The Editors at Scientific American have reminded us that oil users (and that includes all of us) are pushing the big oil companies into taking the drilling risks they take:

[I]f we expect oil companies to manage risk better, then society as a whole needs to do the same. The market forces that encouraged BP to take ill-considered risks are largely of our own creation, as stockholders, consumers and citizens. The hodgepodge of subsidies that masquerades as our current national energy policy invites disaster; it fails to grapple with the urgent need to stop wasting energy and start encouraging clean sources. Every day we still need 85 million barrels of oil—the equivalent of more than 25 Ixtoc spills—to keep the wheels of our society turning.
If you do the math, you'll see that 85 million barrels of oil equals 3,570,000,000 gallons per day.
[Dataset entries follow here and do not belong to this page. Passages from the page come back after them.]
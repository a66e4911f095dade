//! `recbind` binds the fields of a plain Rust struct to command line parameters.
//!
//! Command line parsers make you describe your parameters twice: once as the
//! struct your program actually consumes, and once as the parameter
//! declarations the parser consumes.
//! `recbind` folds the second description into the first.
//! Annotate the struct's fields, and `recbind` derives the parameter
//! declarations from the fields themselves:
//! * *Names* come from the field names (`imply_required` becomes
//!   `--imply-required`), unless the annotation names the parameter
//!   explicitly.
//! * *Types* come from the field types, via a process-wide inference registry
//!   covering `i64`, `String`, `f64`, `bool`, `Uuid`, `NaiveDateTime`, and
//!   `PathBuf` out of the box.
//!   Register your own types with [`register_type_inference`].
//! * *Requiredness* comes from the field's optionality: a non-`Option` option
//!   field with no default is required on the Cli.
//!
//! The actual parsing engine is [clap](https://docs.rs/clap); `recbind` sits
//! in front of it, turning a resolved record type into `clap::Arg`s and the
//! resulting `clap::ArgMatches` back into a constructed record.
//! Parameters you add to the `clap::Command` yourself pass through untouched.
//!
//! # Usage
//! via [derive Api](./derive/index.html):
//! ```
//! use recbind::bind_record;
//! use recbind::clap::Command;
//! use recbind::derive::ArgRecord;
//!
//! #[derive(ArgRecord)]
//! struct Config {
//!     #[bind(option)]
//!     foo: i64,
//!     #[bind(option("--verbose", "-v"), flag)]
//!     verbose: bool,
//! }
//!
//! let bound = bind_record::<Config>().finish().unwrap();
//! let command = bound.augment(Command::new("demo")).unwrap();
//! let matches = command
//!     .try_get_matches_from(vec!["demo", "--foo", "10", "-v"])
//!     .unwrap();
//! let config = bound.extract(&matches).unwrap();
//! assert_eq!(config.foo, 10);
//! assert!(config.verbose);
//! ```
//!
//! # Resolution
//! [`bind_record`] scans the record's fields and resolves each binding in
//! three passes, all at [`Binder::finish`] time (never at parse time):
//! 1. *Names*: every option binding without a `-`-prefixed name gets one
//!    synthesized from its field name.
//! 2. *Types*: every binding without an explicit `param_type` gets one
//!    inferred from its field type, through `Option<..>` wrappers, `Vec<..>`
//!    elements, and tuple members.
//!    An uninferrable type fails resolution with [`BindError::UnknownType`].
//! 3. *Requiredness*: every non-`Option` option field that sets neither
//!    `required` nor `default` becomes required, except flags and
//!    multi-valued parameters, whose omission is already meaningful.
//!
//! # Construction
//! After parsing, the collected values flow back into the record.
//! An omitted parameter collects the [`DONT_PASS`] sentinel, which is dropped
//! before construction so the record's own defaults (`fallback = ..`, `Option`
//! fields, `Default::default()`) apply.
//! `DONT_PASS` can also be set as a binding's `default` to make an inferred
//! required parameter optional without choosing a parser-level value.
//!
//! For handler-style dispatch, [`BoundRecord::call`] constructs the record,
//! injects it into the call (positionally, or under a keyword chosen with
//! [`Binder::keyword`]), and forwards any pass-through parameters.
pub mod derive;
pub use recbind_builder::*;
That equals 148,750,000 gallons per hour, 2,479,166 gallons per minute, and 41,319 gallons per second. Americans are currently using an amount of oil that makes us staggeringly dependent on a dwindling natural resource that is mostly imported. And most of that imported oil is sending huge quantities of American dollars to regimes whose interests run counter to American interests. Our oil dependence should thus be seen as a major risk to our national security. We could slash this usage dramatically with reasonable conservation measures. But politicians believe that it is suicide to ask Americans for any form of sacrifice, even when national security depends on it.